Spill characteristics
- Volume: 22,000 gallons (80 m^{3}) - 98,000 gallons (370 m^{3})
- Shoreline impacted: 105 miles (169 km)

= Bouchard Oil Spill =

2003 oil spill in Westport, USA

The Bouchard Oil Spill was a 2003 oil spill near Westport, Massachusetts. On Sunday April 27, 2003, the Tank Barge Bouchard No. 120 struck rocks south of Westport, Massachusetts. This resulted in a puncture of the barge's hull about twelve feet in length. As a result, the cargo of the barge, number 6 fuel oil, spilled into the waters of Buzzards Bay. While the spill was much smaller than many oil spills, the environmental impacts were felt for years. Estimates of the total amount spilled range from 22,000 to 98,000 gallons of oil according to a publication by the National Oceanic and Atmospheric Administration.

This spill was quite different from some of the more widely known spills like Deepwater Horizon, not just because of its smaller scale, but due to the type of spill that it was. Deepwater, being a spill of oil directly from the ground was pure oil. Bouchard No. 120 contained number 6 fuel oil. A local scientist from Woods Hole Oceanographic Institution explains that the processing of oil yields various components of varying danger to the environment.

NOAA is heavily involved in environmental cleanups of oil spills as well as other damage to wildlife and coastal environments in the United States largely through their Damage Assessment Remediation and Recovery Program (DARRP).

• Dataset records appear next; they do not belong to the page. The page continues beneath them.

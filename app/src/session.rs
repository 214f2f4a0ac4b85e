//! FILENAME: app/src/session.rs
//! PURPOSE: One interactive dashboard session.
//! CONTEXT: Owns the load state and routes filter interactions and exports to
//! the loaded `Dashboard`. Loading is the only asynchronous step; the blocking
//! XLSX read runs on tokio's blocking pool. Every other operation runs to
//! completion synchronously.

use crate::config::PayrollConfig;
use crate::error::AppError;
use crate::{log_enter_info, log_error, log_exit_info, log_info, log_warn};
use allowance_engine::{
    Dashboard, DashboardView, FilterOption, FilterSelection, SummaryTotals,
};
use engine::Sheet;
use persistence::{save_xlsx, write_xlsx_to_buffer, SheetSource};
use std::path::{Path, PathBuf};

// ============================================================================
// LOAD STATE
// ============================================================================

#[derive(Debug, Clone, Default)]
pub enum LoadState {
    /// Nothing loaded yet.
    #[default]
    NotLoaded,
    /// The last load failed. No derived state is kept.
    Failed(String),
    /// A sheet is loaded and all derived state is available.
    Ready(Dashboard),
}

impl LoadState {
    pub fn is_ready(&self) -> bool {
        matches!(self, LoadState::Ready(_))
    }

    pub fn error(&self) -> Option<&str> {
        match self {
            LoadState::Failed(message) => Some(message),
            _ => None,
        }
    }
}

// ============================================================================
// SESSION
// ============================================================================

pub struct PayrollSession {
    config: PayrollConfig,
    state: LoadState,
}

impl PayrollSession {
    pub fn new(config: PayrollConfig) -> Self {
        PayrollSession {
            config,
            state: LoadState::NotLoaded,
        }
    }

    pub fn config(&self) -> &PayrollConfig {
        &self.config
    }

    pub fn state(&self) -> &LoadState {
        &self.state
    }

    pub fn is_ready(&self) -> bool {
        self.state.is_ready()
    }

    /// Loads a sheet from `source`, replacing any previous state.
    ///
    /// Failures are logged and recorded as `LoadState::Failed`; they are not
    /// returned to the caller.
    pub async fn load<S>(&mut self, source: S) -> &LoadState
    where
        S: SheetSource + Send + 'static,
    {
        let description = source.describe();
        log_enter_info!("LOAD", "load", "source={}", description);

        // Drop the previous sheet before reading the next one.
        self.state = LoadState::NotLoaded;

        let result = tokio::task::spawn_blocking(move || source.read_sheet())
            .await
            .map_err(|e| AppError::LoadTask(e.to_string()))
            .and_then(|read| read.map_err(AppError::from));

        self.state = match result {
            Ok(sheet) => {
                let dashboard = Dashboard::new(
                    sheet,
                    &self.config.columns,
                    self.config.summary_labels.clone(),
                );
                let missing = &dashboard.view().aggregation.missing_columns;
                if !missing.is_empty() {
                    log_warn!(
                        "LOAD",
                        "totals unavailable, missing column(s): {}",
                        missing.join(", ")
                    );
                }
                log_exit_info!(
                    "LOAD",
                    "load",
                    "rows={} names={}",
                    dashboard.sheet().data_row_count(),
                    dashboard.catalog().len()
                );
                LoadState::Ready(dashboard)
            }
            Err(e) => {
                log_error!("LOAD", "failed to load {}: {}", description, e);
                LoadState::Failed(e.to_string())
            }
        };

        &self.state
    }

    /// Loads the source named in the configuration.
    pub async fn load_configured(&mut self) -> &LoadState {
        let source = self.config.source();
        self.load(source).await
    }

    pub fn dashboard(&self) -> Result<&Dashboard, AppError> {
        match &self.state {
            LoadState::Ready(dashboard) => Ok(dashboard),
            _ => Err(AppError::NotLoaded),
        }
    }

    fn dashboard_mut(&mut self) -> Result<&mut Dashboard, AppError> {
        match &mut self.state {
            LoadState::Ready(dashboard) => Ok(dashboard),
            _ => Err(AppError::NotLoaded),
        }
    }

    // ========================================================================
    // FILTERING
    // ========================================================================

    /// Filter options, `All` first.
    pub fn filter_options(&self) -> Result<&[FilterOption], AppError> {
        Ok(self.dashboard()?.catalog().options())
    }

    pub fn view(&self) -> Result<&DashboardView, AppError> {
        Ok(self.dashboard()?.view())
    }

    pub fn toggle(&mut self, option: &FilterOption) -> Result<&DashboardView, AppError> {
        log_info!("FILTER", "toggle {}", option.label());
        Ok(self.dashboard_mut()?.toggle(option))
    }

    pub fn toggle_name(&mut self, name: &str) -> Result<&DashboardView, AppError> {
        log_info!("FILTER", "toggle {}", name);
        Ok(self.dashboard_mut()?.toggle_name(name))
    }

    pub fn set_filter(&mut self, selection: FilterSelection) -> Result<&DashboardView, AppError> {
        log_info!("FILTER", "set selection of {} name(s)", selection.len());
        Ok(self.dashboard_mut()?.set_filter(selection))
    }

    pub fn clear_filter(&mut self) -> Result<&DashboardView, AppError> {
        Ok(self.dashboard_mut()?.clear_filter())
    }

    /// Totals from the sheet's embedded summary rows.
    pub fn summary_totals(&self) -> Result<SummaryTotals, AppError> {
        Ok(self.dashboard()?.summary_totals())
    }

    // ========================================================================
    // EXPORT
    // ========================================================================

    /// The export table for the current view.
    pub fn report(&self) -> Result<Sheet, AppError> {
        Ok(self.dashboard()?.report_named(&self.config.report_sheet_name))
    }

    /// Writes the current view to `<dir>/<report file name>` and returns the path.
    pub fn export(&self, dir: &Path) -> Result<PathBuf, AppError> {
        let report = self.report()?;
        let path = dir.join(&self.config.report_file_name);

        log_enter_info!("EXPORT", "export", "path={}", path.display());
        save_xlsx(&report, &path)?;
        log_exit_info!("EXPORT", "export", "rows={}", report.rows.len().saturating_sub(1));

        Ok(path)
    }

    /// The current view as XLSX file contents.
    pub fn export_to_buffer(&self) -> Result<Vec<u8>, AppError> {
        let report = self.report()?;
        Ok(write_xlsx_to_buffer(&report)?)
    }
}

Efforts lasted in earnest for several years and continued to some degree until 2007, according to a report by the Buzzards Bay National Estuary Program.

== Background ==
Bouchard No. 120, the barge involved in the incident, was a tank barge operated by Bouchard Transportation. The company was contracted to supply oil to a local power plant, Mirant Power Generating Facility in Sandwich, Massachusetts, with Bouchard No. 120 delivering oil on the day of the incident.

== Grounding and spill ==
On the afternoon of April 27, 2003, Bouchard No. 120, towed by the tugboat Evening Tide, grounded on a shoal near the entrance of the western approach of Buzzards Bay. This occurred as the barge sailed on the wrong side of a navigational marker. The resulting strike created a 12-foot by 2-foot gash on the starboard side of the barge's hull, puncturing its No. 6 fuel cargo hold, releasing oil into the bay.

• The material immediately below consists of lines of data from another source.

//! FILENAME: core/engine/src/cell.rs
//! PURPOSE: Defines the value held by a single spreadsheet cell.
//! CONTEXT: Rows coming out of a loaded workbook are sequences of `CellValue`.
//! A cell is either absent (`Empty`), text, a number, a boolean or an error
//! carried over from the source file.

use serde::{Deserialize, Serialize};

/// Represents the possible errors a cell can hold (e.g., #DIV/0!)
#[derive(Debug, Clone, PartialEq, Serialize, Deserialize)]
pub enum CellError {
    Div0,       // Division by zero
    Ref,        // Invalid reference
    Name,       // Unknown function name
    Value,      // Wrong type of argument
    NA,         // Value not available
    Other(String),
}

/// Represents the raw data within a cell.
#[derive(Debug, Clone, Default, PartialEq, Serialize, Deserialize)]
pub enum CellValue {
    #[default]
    Empty,
    Number(f64),
    Text(String),
    Boolean(bool),
    Error(CellError),
}

impl CellValue {
    pub fn text(s: impl Into<String>) -> Self {
        CellValue::Text(s.into())
    }

    /// Returns the string payload for `Text` cells only.
    pub fn as_text(&self) -> Option<&str> {
        match self {
            CellValue::Text(s) => Some(s.as_str()),
            _ => None,
        }
    }

    /// Returns the display value of the cell as a String.
    pub fn display_value(&self) -> String {
        match self {
            CellValue::Empty => String::new(),
            CellValue::Number(n) => {
                // Format without unnecessary decimal places
                if n.fract() == 0.0 && n.abs() < 1e15 {
                    format!("{:.0}", n)
                } else {
                    format!("{}", n)
                }
            }
            CellValue::Text(s) => s.clone(),
            CellValue::Boolean(b) => {
                if *b { "TRUE" } else { "FALSE" }.to_string()
            }
            CellValue::Error(CellError::Other(e)) => format!("#{}", e).to_uppercase(),
            CellValue::Error(e) => format!("#{:?}", e).to_uppercase(),
        }
    }
}

impl From<&str> for CellValue {
    fn from(s: &str) -> Self {
        CellValue::Text(s.to_string())
    }
}

#[cfg(test)]
mod tests {
    use super::*;

    #[test]
    fn test_display_value() {
        assert_eq!(CellValue::Number(100.0).display_value(), "100");
        assert_eq!(CellValue::Number(12.5).display_value(), "12.5");
        assert_eq!(CellValue::Empty.display_value(), "");
        assert_eq!(CellValue::Boolean(true).display_value(), "TRUE");
        assert_eq!(CellValue::Error(CellError::Div0).display_value(), "#DIV0");
    }

    #[test]
    fn test_as_text_only_for_text() {
        assert_eq!(CellValue::text("Alice").as_text(), Some("Alice"));
        assert_eq!(CellValue::Number(1.0).as_text(), None);
        assert_eq!(CellValue::Empty.as_text(), None);
    }

    #[test]
    fn test_default_is_empty() {
        assert_eq!(CellValue::default(), CellValue::Empty);
    }

    #[test]
    fn test_serde_shape() {
        let json = serde_json::to_string(&CellValue::text("x")).unwrap();
        assert_eq!(json, r#"{"Text":"x"}"#);
    }
}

Soon after the running aground, at 5:30 pm local time Bouchard notified the U.S. Coast Guard (USGC) of the incident. State and federal officials redirected the tug and barge further into the bay, where divers assessed the damage inflicted onto the hull. Another Bouchard barge, Bouchard No. 10, was dispatched to remove any remaining cargo and oil from Bouchard No. 120, with the two barges proceeding to the Mirant facility soon after cargo transfer was completed on April 28.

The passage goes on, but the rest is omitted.